Determining Financial Need and Your Contribution for College Education
Congratulations, your child has been accepted to college! Any idea how much this will cost? Will you be able to afford it on your own? Should you start burying coffee cans full of money in your backyard? A few weeks ago, I mentioned the website www.savingforcollege.com and their college savings calculator. Today I want to highlight another convenient tool they have, the Financial Aid Calculator.

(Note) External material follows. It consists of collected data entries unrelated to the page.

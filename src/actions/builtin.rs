//! Actions every simulated device answers out of the box

use super::registry::ActionRegistry;
use tracing::info;

pub const REBOOT_ACTION: &str = "reboot";
pub const MESSAGE_ACTION: &str = "message";

/// Simulated reboot; the device keeps running
pub fn reboot(payload: &[u8]) -> String {
    info!(payload = %String::from_utf8_lossy(payload), "Reboot requested");
    "Rebooted successfully".to_string()
}

/// Logs the operator's message and reports health
pub fn message(payload: &[u8]) -> String {
    info!(payload = %String::from_utf8_lossy(payload), "Message received");
    "Status: OK".to_string()
}

pub fn register_builtin_actions(registry: &mut ActionRegistry) {
    registry.register(REBOOT_ACTION, reboot);
    registry.register(MESSAGE_ACTION, message);
}

#[cfg(test)]
mod tests {
    use super::*;

    #[test]
    fn test_builtin_actions_registered() {
        let mut registry = ActionRegistry::new();
        register_builtin_actions(&mut registry);

        assert_eq!(registry.names(), vec!["message", "reboot"]);
        assert_eq!(registry.dispatch("reboot", b"now").output, "Rebooted successfully");
        assert_eq!(registry.dispatch("message", b"hello").output, "Status: OK");
    }

    #[test]
    fn test_handlers_accept_non_utf8_payloads() {
        assert_eq!(message(&[0xff, 0xfe]), "Status: OK");
    }
}
#[cfg(test)]
mod tests {
    use super::*;
    use crate::encoding::protobuf;
    use crate::protocol::{StatusKind, NO_HANDLER_ERROR};
    use crate::testing::MockTransport;

    fn registry() -> Arc<ActionRegistry> {
        let mut registry = ActionRegistry::new();
        registry.register("reboot", |_| "Rebooted successfully".to_string());
        registry.register("explode", |_| panic!("disk on fire"));
        Arc::new(registry)
    }

    fn dispatcher(transport: Arc<MockTransport>) -> ActionDispatcher<MockTransport> {
        ActionDispatcher::new(
            registry(),
            transport,
            WireFormat::Protobuf,
            "dev1",
            Arc::new(DeviceMetrics::new()),
        )
    }

    fn envelope(target: &str, ack_topic: Option<&str>) -> Vec<u8> {
        protobuf::encode_action_request(&ActionRequest {
            target_topic: target.to_string(),
            ack_topic: ack_topic.map(str::to_string),
            payload: b"p".to_vec(),
        })
    }

    #[tokio::test]
    async fn test_known_action_is_acknowledged() {
        let transport = Arc::new(MockTransport::online());
        let dispatcher = dispatcher(transport.clone());

        let disposition = dispatcher
            .handle_message(
                "action/device/reboot",
                &envelope("action/device/reboot", Some("dev1")),
                false,
            )
            .await;

        assert_eq!(
            disposition,
            InboundDisposition::Dispatched {
                action: "reboot".to_string(),
                result: ActionResult::handled("Rebooted successfully"),
                ack: AckDelivery::Published {
                    topic: "action/ack/dev1".to_string()
                },
            }
        );

        let published = transport.published_on("action/ack/dev1").await;
        assert_eq!(published.len(), 1);
        assert_eq!(published[0].qos, QoS::AtLeastOnce);
        assert!(!published[0].retain);

        let ack = protobuf::decode_ack(&published[0].payload).unwrap();
        assert_eq!(ack.action, "reboot");
        assert!(ack.success);
        assert_eq!(ack.error, "");
        assert_eq!(ack.result, "Rebooted successfully");
    }

    #[tokio::test]
    async fn test_empty_ack_topic_publishes_nothing() {
        let transport = Arc::new(MockTransport::online());
        let dispatcher = dispatcher(transport.clone());

        let disposition = dispatcher
            .handle_message("action/device/reboot", &envelope("action/device/reboot", Some("")), false)
            .await;

        assert!(matches!(
            disposition,
            InboundDisposition::Dispatched {
                ack: AckDelivery::NotRequested,
                ..
            }
        ));
        assert!(transport.published().await.is_empty());
    }

    #[tokio::test]
    async fn test_unknown_action_acknowledged_as_failure() {
        let transport = Arc::new(MockTransport::online());
        let dispatcher = dispatcher(transport.clone());

        dispatcher
            .handle_message("action/erase", &envelope("action/erase", Some("req")), false)
            .await;

        let published = transport.published_on("action/ack/req").await;
        let ack = protobuf::decode_ack(&published[0].payload).unwrap();
        assert_eq!(ack.action, "erase");
        assert!(!ack.success);
        assert_eq!(ack.error, NO_HANDLER_ERROR);
    }

    #[tokio::test]
    async fn test_handler_panic_is_contained_and_reported() {
        let transport = Arc::new(MockTransport::online());
        let dispatcher = dispatcher(transport.clone());

        let disposition = dispatcher
            .handle_message("action/explode", &envelope("action/explode", Some("req")), false)
            .await;

        match disposition {
            InboundDisposition::Dispatched { result, .. } => {
                assert_eq!(result.error, "Handler failed: disk on fire");
            }
            other => panic!("unexpected disposition: {other:?}"),
        }

        let statuses = transport.published_on(SENSOR_STATUS_TOPIC).await;
        assert_eq!(statuses.len(), 1);
        assert!(statuses[0].retain);
        let status = protobuf::decode_status(&statuses[0].payload).unwrap();
        assert_eq!(StatusKind::from(status.status()), StatusKind::Error);
        assert!(status.message.contains("disk on fire"));

        let ack = protobuf::decode_ack(&transport.published_on("action/ack/req").await[0].payload)
            .unwrap();
        assert!(!ack.success);
    }

    #[tokio::test]
    async fn test_ack_namespace_is_not_an_action() {
        let transport = Arc::new(MockTransport::online());
        let dispatcher = dispatcher(transport.clone());
        let bytes = envelope("action/device/reboot", Some("dev1"));

        assert!(matches!(
            dispatcher.handle_message("action/ack/dev1", &bytes, false).await,
            InboundDisposition::NotAnAction(_)
        ));
        assert!(transport.published().await.is_empty());
    }

    #[tokio::test]
    async fn test_retained_request_is_still_acknowledged() {
        let transport = Arc::new(MockTransport::online());
        let dispatcher = dispatcher(transport.clone());

        let disposition = dispatcher
            .handle_message(
                "action/device/reboot",
                &envelope("action/device/reboot", Some("dev1")),
                true,
            )
            .await;

        assert!(matches!(
            disposition,
            InboundDisposition::Dispatched {
                ack: AckDelivery::Published { .. },
                ..
            }
        ));
        let published = transport.published_on("action/ack/dev1").await;
        assert_eq!(published.len(), 1);
        let ack = protobuf::decode_ack(&published[0].payload).unwrap();
        assert_eq!(ack.action, "reboot");
        assert!(ack.success);
    }

    #[tokio::test]
    async fn test_trailing_slash_target_is_answered_as_unknown() {
        let transport = Arc::new(MockTransport::online());
        let dispatcher = dispatcher(transport.clone());

        let disposition = dispatcher
            .handle_message("action/device/", &envelope("action/device/", Some("dev1")), false)
            .await;

        assert!(matches!(
            disposition,
            InboundDisposition::Dispatched { ref action, ref result, .. }
                if action.is_empty() && !result.found
        ));
        let published = transport.published_on("action/ack/dev1").await;
        assert_eq!(published.len(), 1);
        let ack = protobuf::decode_ack(&published[0].payload).unwrap();
        assert_eq!(ack.action, "");
        assert!(!ack.success);
        assert_eq!(ack.error, NO_HANDLER_ERROR);
    }

    #[tokio::test]
    async fn test_malformed_envelope_is_dropped() {
        let transport = Arc::new(MockTransport::online());
        let dispatcher = ActionDispatcher::new(
            registry(),
            transport.clone(),
            WireFormat::Json,
            "dev1",
            Arc::new(DeviceMetrics::new()),
        );

        let disposition = dispatcher
            .handle_message("action/device/reboot", b"{not json", false)
            .await;

        assert!(matches!(disposition, InboundDisposition::Malformed(_)));
        assert!(transport.published().await.is_empty());
    }

    #[tokio::test]
    async fn test_empty_target_is_not_an_action() {
        let transport = Arc::new(MockTransport::online());
        let dispatcher = dispatcher(transport.clone());

        let disposition = dispatcher
            .handle_message("action/x", &envelope("", Some("dev1")), false)
            .await;
        assert!(matches!(disposition, InboundDisposition::NotAnAction(_)));
    }

    #[tokio::test]
    async fn test_ack_failure_is_reported_not_retried() {
        let transport = Arc::new(MockTransport::new());
        let dispatcher = dispatcher(transport.clone());

        let disposition = dispatcher
            .handle_message(
                "action/device/reboot",
                &envelope("action/device/reboot", Some("dev1")),
                false,
            )
            .await;

        assert!(matches!(
            disposition,
            InboundDisposition::Dispatched {
                ack: AckDelivery::Failed { .. },
                ..
            }
        ));
        assert_eq!(transport.publish_attempts(), 1);
    }
}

While a financial aid calculator sounds like it will tell you how much aid you’ll receive, but really it tells you how much you won’t receive. This Expected Family Contribution (EFC) represents the minimum amount the government thinks you and your child should put in the pot to pay for kiddo’s education. That is the whole reason Uncle Sam has you fill out the Free Application for Federal Student Aid (FAFSA). The calculator lets you see in advance what number they will likely come up with so that you can do planning in advance. (After all, not planning in advance is called reacting.)
Now, let’s talk about the calculator. You will need to enter your marital status, your age when your child starts college, number of household members, adjusted gross income (from both the parents and the child), and all other monies held in savings accounts, investment accounts, 529 plans, trusts, etc. All of this counts in varying degrees toward the final EFC. The biggest portion of this number arrives from half of the student’s income and somewhere between one-fourth and one-half of the parent’s income. Assets in your child’s name, including trusts held in custodial accounts, are counted at a much higher percentage than the parents’ assets.
Once you’ve entered the information, the tool will arrive at an estimated figure of your yearly out of pocket costs, or your EFC, in seconds. Once you’ve arrived at your EFC, you can then estimate your child’s financial need. It’s determined by taking the yearly cost of attendance and subtracting the calculated EFC and other resources such as scholarships. This is why going to a more expensive college can actually end up being affordable because there is a bigger gap that the government and school might be willing to fill. You see, as the price of tuition goes up, your EFC doesn’t.
The financial aid system is constantly changing and you should maintain communication with your university financial aid counselor. Don’t fear your EFC, the counselors at these institutions have the tools, resources, and their own sets of rules available to adjust your child’s final financial aid package to a number that won’t give you ulcers, just heartburn. But remember, most aid comes in the form of loans, not grants, so you may want to hold those gifts of buried coffee can money until they get their degree and have to begin paying down that debt.
This article was published under the title "Calculate Savings to afford college" in the Wichita Falls Times Record News on March 10, 2013.